© JUNGE FREIHEIT Verlag GmbH & Co.  www.jungefreiheit.de    39/99 24. September 1999


Skalpell statt Rasenmäher
von Philip Plickert

Beim Sparen muß man Phantasie beweisen. Der Rasenmäher, mit dem SPD-Finanzminister Eichel derzeit über alle Ressorts fährt, ist gewiß nicht das richtige Werkzeug. Bevor Hans Eichel guten Gewissens den Rotstift ansetzt, müßten alle nur denkbaren Maßnahmen gegen die Verschwendung der öffentlichen Hand ergriffen werden. Ein Gesetz, welches Beamte für den grob fahrlässigen Umgang mit Steuergeldern haftbar erklärt oder vielleicht mit dem teilweisen Verlust ihrer Pensionsansprüche bedroht, könnte Wunder wirken!

Ganze 95 Prozent der Mittel würden zweckdienlich eingesetzt, so die Schätzung des Bundesrechnungshofes. Im Umkehrschluß heißt dies, daß wenigstens fünf Prozent der Mittel nicht zweckdienlich eingesetzt, also sinnlos verpulvert werden. Diese vergeudeten Gelder belaufen sich auf annähernd 60 Milliarden Mark, rechnet der Bund der Steuerzahler (BdSt) alljährlich vor – die doppelte Summe von Eichels Sparpaket.

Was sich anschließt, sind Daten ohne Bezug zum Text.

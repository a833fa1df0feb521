//! # Domain Errors
//!
//! Error types for registration coordination. Recoverable conditions (read
//! failures, connectivity failures, stalls) never surface here; they are
//! absorbed into snapshots and session phase. Only resolution failures,
//! guard violations, and fatal session failures cross component boundaries.

use super::value_objects::{FailureReason, RegistrationStep, TransitionReason};
use shared_types::ChainId;
use thiserror::Error;

/// Registration coordination error types.
#[derive(Debug, Error, PartialEq, Eq)]
pub enum RegistrationError {
    /// The chain has no configured role mapping.
    #[error("Unresolved chain role for chain {chain_id}")]
    UnresolvedChainRole {
        /// The chain that could not be routed.
        chain_id: ChainId,
    },

    /// A requested transition's guard is unmet.
    #[error("Transition rejected at {step:?}: {reason:?}")]
    TransitionViolation {
        /// The step the session was at when the request was rejected.
        step: RegistrationStep,
        /// Machine-readable reason code.
        reason: TransitionReason,
    },

    /// The session reached a terminal failure.
    #[error("Session failed: {reason:?}")]
    SessionFailed {
        /// Why the session cannot continue.
        reason: FailureReason,
    },
}

/// Errors from the batched chain read port.
#[derive(Debug, Error)]
pub enum ChainReadError {
    /// The whole round trip failed before any sub-read ran.
    #[error("Chain read transport error: {0}")]
    Transport(String),

    /// No client is configured for the chain.
    #[error("Unsupported chain: {0}")]
    UnsupportedChain(ChainId),
}

/// Errors from the peer networking port.
#[derive(Debug, Error)]
pub enum PeerNetworkError {
    /// The peer did not answer the probe.
    #[error("Peer unreachable: {0}")]
    Unreachable(String),

    /// The networking stack exposes no ping capability.
    #[error("Ping capability unavailable")]
    PingUnsupported,
}

/// Errors from the external signer/broadcaster.
#[derive(Debug, Error)]
pub enum SignerError {
    /// The wallet rejected the request.
    #[error("Signer rejected request: {0}")]
    Rejected(String),

    /// The wallet/client layer is not reachable.
    #[error("Signer unavailable: {0}")]
    Unavailable(String),
}
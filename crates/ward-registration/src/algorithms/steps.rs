//! # Step Sequencing
//!
//! One master step list serves every (variant, mode) pair. A mode that lacks
//! a capability elides the steps needing it; adding a mode means defining a
//! new capability profile, not duplicating the sequence.

use crate::domain::value_objects::{RegistrationStep, RegistrationVariant, RelayMode};

use RegistrationStep as Step;

/// The master ordered step list. Per-session sequences are filtered views of
/// this list, never reorderings.
pub const MASTER_SEQUENCE: [RegistrationStep; 12] = [
    Step::SelectTransactions,
    Step::AcknowledgeAndSign,
    Step::AcknowledgeAndPay,
    Step::SwitchAndPayOne,
    Step::WaitForConnection,
    Step::AcknowledgementPayment,
    Step::GracePeriod,
    Step::RegisterAndSign,
    Step::RegisterAndPay,
    Step::SwitchAndPayTwo,
    Step::RegistrationPayment,
    Step::Success,
];

/// Capabilities a relay mode requires of the sequence.
#[derive(Clone, Copy, Debug, Default, PartialEq, Eq)]
pub struct ModeProfile {
    /// The payer must hop to the settlement chain mid-flow.
    pub chain_switch: bool,
    /// A direct relay connection must open before the relayer can act.
    pub relay_connection: bool,
}

impl ModeProfile {
    /// Derive the profile for `mode` given whether the origin is a spoke.
    pub fn resolve(mode: RelayMode, origin_is_spoke: bool) -> Self {
        match mode {
            RelayMode::Standard => Self::default(),
            RelayMode::SelfRelay => Self {
                chain_switch: origin_is_spoke,
                relay_connection: false,
            },
            RelayMode::P2pRelay => Self {
                chain_switch: false,
                relay_connection: true,
            },
        }
    }
}

/// Whether `step` appears in the sequence for (variant, profile).
fn step_required(step: RegistrationStep, variant: RegistrationVariant, profile: ModeProfile) -> bool {
    match step {
        Step::SelectTransactions => variant == RegistrationVariant::Transaction,
        Step::SwitchAndPayOne | Step::SwitchAndPayTwo => profile.chain_switch,
        Step::WaitForConnection => profile.relay_connection,
        _ => true,
    }
}

/// The ordered step sequence for a (variant, profile) pair.
pub fn sequence_for(variant: RegistrationVariant, profile: ModeProfile) -> Vec<RegistrationStep> {
    MASTER_SEQUENCE
        .iter()
        .copied()
        .filter(|step| step_required(*step, variant, profile))
        .collect()
}

/// The first step of a sequence.
pub fn first_step(variant: RegistrationVariant, profile: ModeProfile) -> RegistrationStep {
    sequence_for(variant, profile)[0]
}

/// The immediate successor of `current` within `sequence`, or `None` at the
/// terminal step or when `current` is not in the sequence.
pub fn successor(
    current: RegistrationStep,
    sequence: &[RegistrationStep],
) -> Option<RegistrationStep> {
    let idx = sequence.iter().position(|s| *s == current)?;
    sequence.get(idx + 1).copied()
}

Dieser Tage hat der Steuerzahlerbund erneut einen Mißstand angeprangert: die Vergabepraxis bei den sogenannten "Zuwendungen" des Bundes. Darunter fallen alle Arten von Zuschüssen, Darlehen, Schuldendiensthilfen und viele andere vermeintliche "Kleckerbeträge". 483 solcher Zuwendungen stöberten die Experten des BdSt auf mit einer Gesamtsumme von 34,6 Milliarden Mark. Alles Gelder, auf die die Begünstigten keine´n Rechtsanspruch haben, die also problemlos gestrichen werden könnten.

Bei den öffentlich gewährten Zuschüssen gibt es nicht einmal eine Meldepflicht, welche ein gewisses Maß an Transparenz in die öffentlichen Finanzen brächte. Die Finanzposten werden hinter irgendwelchen blumigen Bezeichnungen als "Sonstiges" im Haushalt versteckt. Der Bund der Steuerzahler führte zum Teil groteske Beispiele auf: Etwa die 572.983 Mark für die Einstellung eines Fußballentwicklungshelfers in Kenia oder Zuschüsse an das private Deutsche Institut für Normung (DIN) in Höhe von zehn Millionen Mark jährlich. Obwohl das Institut inzwischen ein Wertpapiervermögen von über 20 Millionen angehäuft hat, erhält es Zuschüsse und erlaubt sich eine fürstliche Vergütung seiner Mitarbeiter, Treueprämien, Zusatzpensionen und üppige Pauschalbeträge für Dienstreisen. Und anderswo gibt es in Schulen und Universitäten kein Geld für Bücher…

Würde der Finanzminister hier, also bei der sinnlosen Verschwendung, ansetzen und der hemmungslosen Bereicherung gewisser Gruppen einen Riegel vorschieben, dann wären die Menschen sehr viel eher zum Sparen bereit. Es käme ein ernsthaftes Klima des Maßhaltens auf.